Kerr Drug was an American chain of 76 drug stores throughout North Carolina. Its headquarters were located in Raleigh, North Carolina. On September 10, 2013, Walgreens announced its purchase of Kerr.

History

The company was founded in Raleigh by Banks Kerr in 1951.  The chain was operating 97 stores when it was acquired in 1995 by JCPenney.

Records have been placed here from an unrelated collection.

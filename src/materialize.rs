//! Materializer: turns candidate rows of a row group into series or label summaries.

use crate::columnar::{ColumnarFile, RowGroupReader, RowSet};
use crate::context::QueryContext;
use crate::encoding::ChunksDecoder;
use crate::error::{ColumnarError, QueryError};
use crate::schema::BlockSchema;
use crate::telemetry::query_metrics;
use crate::types::{ChunkSeries, Labels, Timestamp};

use std::collections::BTreeSet;
use std::sync::Arc;

pub const DEFAULT_CANCELLATION_CHECK_INTERVAL: usize = 256;

/// Reads label and chunk columns of one block. Immutable and cheap to clone.
#[derive(Debug, Clone)]
pub struct Materializer {
    schema: Arc<BlockSchema>,
    labels: Arc<dyn ColumnarFile>,
    chunks: Arc<dyn ColumnarFile>,
    decoder: Arc<dyn ChunksDecoder>,
    check_interval: usize,
}

impl Materializer {
    pub fn new(
        schema: Arc<BlockSchema>,
        labels: Arc<dyn ColumnarFile>,
        chunks: Arc<dyn ColumnarFile>,
        decoder: Arc<dyn ChunksDecoder>,
    ) -> Self {
        Self {
            schema,
            labels,
            chunks,
            decoder,
            check_interval: DEFAULT_CANCELLATION_CHECK_INTERVAL,
        }
    }

    /// Rows decoded between cancellation checks.
    pub fn with_cancellation_check_interval(mut self, rows: usize) -> Self {
        self.check_interval = rows.max(1);
        self
    }

    pub fn schema(&self) -> &BlockSchema {
        &self.schema
    }

    /// Decodes `rows` of `row_group` into series clipped to `[mint, maxt)`.
    ///
    /// Only chunk columns overlapping the window are read. Series left without chunks
    /// are not emitted. Any decode failure aborts with an error naming the series.
    pub fn materialize(
        &self,
        ctx: &QueryContext,
        row_group: usize,
        mint: Timestamp,
        maxt: Timestamp,
        rows: &RowSet,
    ) -> Result<Vec<ChunkSeries>, QueryError> {
        if rows.is_empty() {
            return Ok(Vec::new());
        }
        ctx.check()?;
        let wrap = |source: ColumnarError| QueryError::Column { row_group, source };

        let columns = self.read_label_columns(row_group, rows)?;

        let crg = self.chunks.row_group(row_group).map_err(wrap)?;
        let mut cells = Vec::new();
        for col in self.schema.chunk_columns_for(mint, maxt) {
            let values = crg.read_binary(col.column, rows).map_err(wrap)?;
            check_len(values.len(), rows).map_err(wrap)?;
            cells.push(values);
        }

        let mut out = Vec::with_capacity(rows.len() as usize);
        let mut chunk_count = 0u64;
        for i in 0..rows.len() as usize {
            if i % self.check_interval == 0 {
                ctx.check()?;
            }
            let labels = labels_at(&columns, i);

            let mut chunks = Vec::new();
            for column in &cells {
                let Some(data) = &column[i] else {
                    continue;
                };
                let decoded = self
                    .decoder
                    .decode(data, mint, maxt)
                    .map_err(|e| e.with_decode_context(&labels.to_string(), row_group))?;
                chunks.extend(decoded.into_iter().filter_map(|c| c.clip(mint, maxt)));
            }
            if chunks.is_empty() {
                continue;
            }
            chunks.sort_by_key(|c| c.min_time);
            chunk_count += chunks.len() as u64;
            out.push(ChunkSeries::new(labels, chunks));
        }

        query_metrics::record_materialized(out.len() as u64, chunk_count);
        Ok(out)
    }

    /// Distinct label names present on at least one of `rows`.
    pub fn label_names(
        &self,
        ctx: &QueryContext,
        row_group: usize,
        rows: &RowSet,
    ) -> Result<Vec<String>, QueryError> {
        if rows.is_empty() {
            return Ok(Vec::new());
        }
        let wrap = |source: ColumnarError| QueryError::Column { row_group, source };
        let lrg = self.labels.row_group(row_group).map_err(wrap)?;
        let whole_group = covers_all(lrg.as_ref(), rows);

        let mut names = Vec::new();
        for (name, column) in self.schema.label_columns() {
            ctx.check()?;
            if let Some(stats) = lrg.statistics(column).map_err(wrap)? {
                if stats.null_count == lrg.num_rows() {
                    continue;
                }
                if whole_group && stats.max.as_deref().is_some_and(|m| !m.is_empty()) {
                    names.push(name.to_string());
                    continue;
                }
            }
            let values = lrg.read_utf8(column, rows).map_err(wrap)?;
            if values.iter().flatten().any(|v| !v.is_empty()) {
                names.push(name.to_string());
            }
        }
        Ok(names)
    }

    /// Distinct non-empty values of `name` among `rows`.
    pub fn label_values(
        &self,
        ctx: &QueryContext,
        row_group: usize,
        name: &str,
        rows: &RowSet,
    ) -> Result<Vec<String>, QueryError> {
        let Some(column) = self.schema.label_column(name) else {
            return Ok(Vec::new());
        };
        if rows.is_empty() {
            return Ok(Vec::new());
        }
        ctx.check()?;
        let wrap = |source: ColumnarError| QueryError::Column { row_group, source };
        let lrg = self.labels.row_group(row_group).map_err(wrap)?;

        if covers_all(lrg.as_ref(), rows) {
            if let Some(dict) = lrg.dictionary(column).map_err(wrap)? {
                return Ok(dict.iter().filter(|v| !v.is_empty()).cloned().collect());
            }
        }
        let values = lrg.read_utf8(column, rows).map_err(wrap)?;
        let distinct: BTreeSet<String> = values
            .into_iter()
            .flatten()
            .filter(|v| !v.is_empty())
            .collect();
        Ok(distinct.into_iter().collect())
    }

    fn read_label_columns(
        &self,
        row_group: usize,
        rows: &RowSet,
    ) -> Result<Vec<(&str, Vec<Option<String>>)>, QueryError> {
        let wrap = |source: ColumnarError| QueryError::Column { row_group, source };
        let lrg = self.labels.row_group(row_group).map_err(wrap)?;
        let mut columns = Vec::new();
        for (name, column) in self.schema.label_columns() {
            let values = lrg.read_utf8(column, rows).map_err(wrap)?;
            check_len(values.len(), rows).map_err(wrap)?;
            columns.push((name, values));
        }
        Ok(columns)
    }
}

fn labels_at(columns: &[(&str, Vec<Option<String>>)], i: usize) -> Labels {
    Labels::new(
        columns
            .iter()
            .filter_map(|(name, values)| values[i].as_deref().map(|v| (*name, v))),
    )
}

fn covers_all(rg: &dyn RowGroupReader, rows: &RowSet) -> bool {
    rows.len() == u64::from(rg.num_rows())
}

fn check_len(got: usize, rows: &RowSet) -> Result<(), ColumnarError> {
    if got as u64 == rows.len() {
        Ok(())
    } else {
        Err(ColumnarError::Corrupt(format!(
            "read returned {} values for {} rows",
            got,
            rows.len()
        )))
    }
}
impl RowGroupReader for MemRowGroup {
    fn num_rows(&self) -> u32 {
        self.num_rows
    }

    fn statistics(&self, column: usize) -> Result<Option<ColumnStatistics>, ColumnarError> {
        self.column(column)?;
        Ok(self.statistics.get(column).cloned().flatten())
    }

    fn dictionary(&self, column: usize) -> Result<Option<Arc<[String]>>, ColumnarError> {
        match self.column(column)? {
            ColumnData::Utf8 {
                dictionary,
                expose_dictionary: true,
                ..
            } => Ok(Some(Arc::from(dictionary.as_slice()))),
            _ => Ok(None),
        }
    }

    fn read_utf8(
        &self,
        column: usize,
        rows: &RowSet,
    ) -> Result<Vec<Option<String>>, ColumnarError> {
        let (dictionary, keys) = match self.column(column)? {
            ColumnData::Utf8 {
                dictionary, keys, ..
            } => (dictionary, keys),
            other => {
                return Err(ColumnarError::TypeMismatch {
                    column,
                    expected: ColumnType::Utf8.as_str(),
                    actual: other.column_type().as_str(),
                })
            }
        };
        self.check_rows(rows)?;
        self.page_reads.fetch_add(1, Ordering::Relaxed);

        rows.iter()
            .map(|row| match keys[row as usize] {
                None => Ok(None),
                Some(k) => dictionary
                    .get(k as usize)
                    .cloned()
                    .map(Some)
                    .ok_or_else(|| {
                        ColumnarError::Corrupt(format!("dictionary key {} out of range", k))
                    }),
            })
            .collect()
    }

    fn read_binary(
        &self,
        column: usize,
        rows: &RowSet,
    ) -> Result<Vec<Option<Bytes>>, ColumnarError> {
        let values = match self.column(column)? {
            ColumnData::Binary { values } => values,
            other => {
                return Err(ColumnarError::TypeMismatch {
                    column,
                    expected: ColumnType::Binary.as_str(),
                    actual: other.column_type().as_str(),
                })
            }
        };
        self.check_rows(rows)?;
        self.page_reads.fetch_add(1, Ordering::Relaxed);
        Ok(rows.iter().map(|row| values[row as usize].clone()).collect())
    }
}

/// A columnar file held in memory.
#[derive(Debug, Serialize, Deserialize)]
pub struct MemColumnarFile {
    columns: Vec<ColumnDescriptor>,
    metadata: BTreeMap<String, String>,
    row_groups: Vec<Arc<MemRowGroup>>,
}

impl MemColumnarFile {
    pub fn new(columns: Vec<ColumnDescriptor>, metadata: BTreeMap<String, String>) -> Self {
        Self {
            columns,
            metadata,
            row_groups: Vec::new(),
        }
    }

    /// Appends a row group; `values` must match the file's columns in count and type.
    pub fn push_row_group(
        &mut self,
        values: Vec<ColumnValues>,
        options: WriteOptions,
    ) -> Result<(), ColumnarError> {
        if values.len() != self.columns.len() {
            return Err(ColumnarError::Corrupt(format!(
                "row group has {} columns, file has {}",
                values.len(),
                self.columns.len()
            )));
        }
        for (idx, (v, desc)) in values.iter().zip(self.columns.iter()).enumerate() {
            if v.column_type() != desc.column_type {
                return Err(ColumnarError::TypeMismatch {
                    column: idx,
                    expected: desc.column_type.as_str(),
                    actual: v.column_type().as_str(),
                });
            }
        }
        self.row_groups
            .push(Arc::new(MemRowGroup::new(values, options)?));
        Ok(())
    }

    /// Total page reads served across all row groups.
    pub fn page_reads(&self) -> u64 {
        self.row_groups.iter().map(|rg| rg.page_reads()).sum()
    }

    /// Serializes the file: magic + version + len + crc32 + bincode payload.
    pub fn to_bytes(&self) -> Result<Vec<u8>, ColumnarError> {
        let payload = bincode::serialize(self).map_err(|e| ColumnarError::Corrupt(e.to_string()))?;
        let mut hasher = Crc32::new();
        hasher.update(&payload);
        let crc = hasher.finalize();

        let mut out = Vec::with_capacity(24 + payload.len());
        out.extend_from_slice(COLUMNAR_MAGIC);
        out.extend_from_slice(&COLUMNAR_VERSION.to_le_bytes());
        out.extend_from_slice(&(payload.len() as u64).to_le_bytes());
        out.extend_from_slice(&crc.to_le_bytes());
        out.extend_from_slice(&payload);
        Ok(out)
    }

    pub fn from_bytes(bytes: &[u8]) -> Result<Self, ColumnarError> {
        let mut cur = std::io::Cursor::new(bytes);
        let mut magic = [0u8; 8];
        cur.read_exact(&mut magic)?;
        if &magic != COLUMNAR_MAGIC {
            return Err(ColumnarError::Corrupt("bad columnar file magic".to_string()));
        }
        let mut b4 = [0u8; 4];
        let mut b8 = [0u8; 8];
        cur.read_exact(&mut b4)?;
        let version = u32::from_le_bytes(b4);
        if version != COLUMNAR_VERSION {
            return Err(ColumnarError::Corrupt(format!(
                "unsupported columnar file version {}",
                version
            )));
        }
        cur.read_exact(&mut b8)?;
        let len = u64::from_le_bytes(b8) as usize;
        cur.read_exact(&mut b4)?;
        let crc = u32::from_le_bytes(b4);

        let start = cur.position() as usize;
        let payload = start
            .checked_add(len)
            .and_then(|end| bytes.get(start..end))
            .ok_or_else(|| ColumnarError::Corrupt("truncated columnar file".to_string()))?;
        let mut hasher = Crc32::new();
        hasher.update(payload);
        if hasher.finalize() != crc {
            return Err(ColumnarError::Corrupt(
                "columnar file CRC mismatch".to_string(),
            ));
        }
        let file: Self =
            bincode::deserialize(payload).map_err(|e| ColumnarError::Corrupt(e.to_string()))?;
        for (i, rg) in file.row_groups.iter().enumerate() {
            rg.validate(&file.columns)
                .map_err(|e| ColumnarError::Corrupt(format!("row group {}: {}", i, e)))?;
        }
        Ok(file)
    }

    /// Writes the file image to `path` via a temporary file and rename.
    pub fn write_to<P: AsRef<Path>>(&self, path: P) -> Result<(), ColumnarError> {
        let path = path.as_ref();
        let bytes = self.to_bytes()?;
        let tmp_path = path.with_extension("tmp");
        let mut w = BufWriter::new(
            OpenOptions::new()
                .create(true)
                .write(true)
                .truncate(true)
                .open(&tmp_path)?,
        );
        w.write_all(&bytes)?;
        w.flush()?;
        w.get_ref().sync_data()?;
        drop(w);
        fs::rename(&tmp_path, path)?;
        Ok(())
    }

    pub fn open<P: AsRef<Path>>(path: P) -> Result<Self, ColumnarError> {
        let mut f = File::open(path)?;
        let mut bytes = Vec::new();
        f.read_to_end(&mut bytes)?;
        Self::from_bytes(&bytes)
    }
}

impl ColumnarFile for MemColumnarFile {
    fn columns(&self) -> Result<Vec<ColumnDescriptor>, ColumnarError> {
        Ok(self.columns.clone())
    }

    fn metadata(&self) -> Result<BTreeMap<String, String>, ColumnarError> {
        Ok(self.metadata.clone())
    }

    fn num_row_groups(&self) -> usize {
        self.row_groups.len()
    }

    fn row_group(&self, index: usize) -> Result<Arc<dyn RowGroupReader>, ColumnarError> {
        self.row_groups
            .get(index)
            .map(|rg| Arc::clone(rg) as Arc<dyn RowGroupReader>)
            .ok_or(ColumnarError::RowGroupOutOfRange {
                row_group: index,
                row_groups: self.row_groups.len(),
            })
    }
}

/// Lays series out into a block's labels file and chunks file.
///
/// Rows are sorted by label set. The block time range is cut into chunk columns of
/// `data_col_duration`; chunks crossing a column boundary are split so every chunk
/// lies inside the slice of the column that stores it.
#[derive(Debug, Clone)]
pub struct BlockBuilder {
    min_time: Timestamp,
    max_time: Timestamp,
    data_col_duration: i64,
    row_group_size: usize,
    samples_per_chunk: usize,
    options: WriteOptions,
    encoder: XorChunksEncoder,
    series: BTreeMap<Labels, Vec<Chunk>>,
}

In 1996, when JCPenney attempted to purchase Eckerd Drug, the FTC forced JCPenney to divest itself of 34 former Kerr Drug stores and 130 Rite Aid stores.  These stores were ultimately purchased by a group led by former Thrift Drug executives led by Anthony Civello who became Kerr Drug's President & CEO who left the JC Penney organization following the Eckerd acquisition.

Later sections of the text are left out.